Start of Data for review

//! Search panel: keyword search and meme selection.

use std::{
    sync::{
        Arc,
        atomic::{AtomicU64, Ordering},
    },
    time::Duration,
};

use meow_gateway::Gateway;
use meow_protocol::{MemeItem, NotifyKind, UiMsg, ipc::UiTx};
use parking_lot::Mutex;
use tracing::{debug, info};

use crate::{Error, Result, notification::NotificationSurface};

/// Notice shown after a meme was copied.
pub const COPIED: &str = "Copied to clipboard";

/// Drives the search panel.
#[derive(Clone)]
pub struct SearchController {
    gateway: Gateway,
    timeout: Duration,
    notices: NotificationSurface,
    notice_ttl: Duration,
    tx: UiTx,
    results: Arc<Mutex<Vec<MemeItem>>>,
    /// Id of the newest search; older searches finishing late are dropped.
    latest: Arc<AtomicU64>,
}

impl SearchController {
    /// Create a controller; `timeout` bounds each search call.
    pub fn new(
        gateway: Gateway,
        timeout: Duration,
        notices: NotificationSurface,
        notice_ttl: Duration,
        tx: UiTx,
    ) -> Self {
        Self {
            gateway,
            timeout,
            notices,
            notice_ttl,
            tx,
            results: Arc::new(Mutex::new(Vec::new())),
            latest: Arc::new(AtomicU64::new(0)),
        }
    }

    /// Search for `keyword`. A blank keyword clears the results without
    /// asking the backend.
    ///
    /// Only the newest search updates the stored results. A search overtaken
    /// by a later one still returns its items to its caller.
    pub async fn search(&self, keyword: &str) -> Result<Vec<MemeItem>> {
        let keyword = keyword.trim();
        if keyword.is_empty() {
            self.clear();
            return Ok(Vec::new());
        }

        let id = self.latest.fetch_add(1, Ordering::AcqRel) + 1;
        let res = self.gateway.search_memes(keyword, self.timeout).await;
        let current = self.latest.load(Ordering::Acquire) == id;
        match res {
            Ok(items) => {
                debug!(keyword, hits = items.len(), current, "search_done");
                let mut results = self.results.lock();
                if self.latest.load(Ordering::Acquire) == id {
                    *results = items.clone();
                }
                Ok(items)
            }
            Err(e) if !current => {
                debug!(keyword, error = %e, "superseded_search_failed");
                Err(e.into())
            }
            Err(e) => {
                self.notices.show(
                    NotifyKind::Error,
                    format!("Search failed: {e}"),
                    self.notice_ttl,
                );
                Err(e.into())
            }
        }
    }

    /// Results of the last search.
    pub fn results(&self) -> Vec<MemeItem> {
        self.results.lock().clone()
    }

    /// Copy the result at `index` and announce the selection.
    pub async fn select(&self, index: usize) -> Result<MemeItem> {
        let item = self
            .results
            .lock()
            .get(index)
            .cloned()
            .ok_or_else(|| Error::Validation(format!("no result at position {}", index + 1)))?;

        if let Err(e) = self.gateway.copy_image_to_clipboard(&item.url).await {
            self.notices.show(
                NotifyKind::Error,
                format!("Copy failed: {e}"),
                self.notice_ttl,
            );
            return Err(e.into());
        }

        info!(id = %item.id, "meme_selected");
        if self.tx.send(UiMsg::MemeSelected(item.clone())).is_err() {
            return Err(Error::ChannelClosed);
        }
        self.notices
            .show(NotifyKind::Success, COPIED, self.notice_ttl);
        Ok(item)
    }

    /// Select by number key: `'1'` picks the first result, up to `'9'`.
    pub async fn select_hotkey(&self, key: char) -> Result<MemeItem> {
        let index = match key {
            '1'..='9' => key as usize - '1' as usize,
            _ => return Err(Error::Validation(format!("not a result hotkey: {key}"))),
        };
        self.select(index).await
    }

    /// Forget the current results.
    pub fn clear(&self) {
        let mut results = self.results.lock();
        self.latest.fetch_add(1, Ordering::AcqRel);
        results.clear();
    }
}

End of Data for review

Exercise brief: When a line in the records above contains the word "notices", copy it.

Answer for this exercise:
    notices: NotificationSurface,
        notices: NotificationSurface,
            notices,
                self.notices.show(
            self.notices.show(
        self.notices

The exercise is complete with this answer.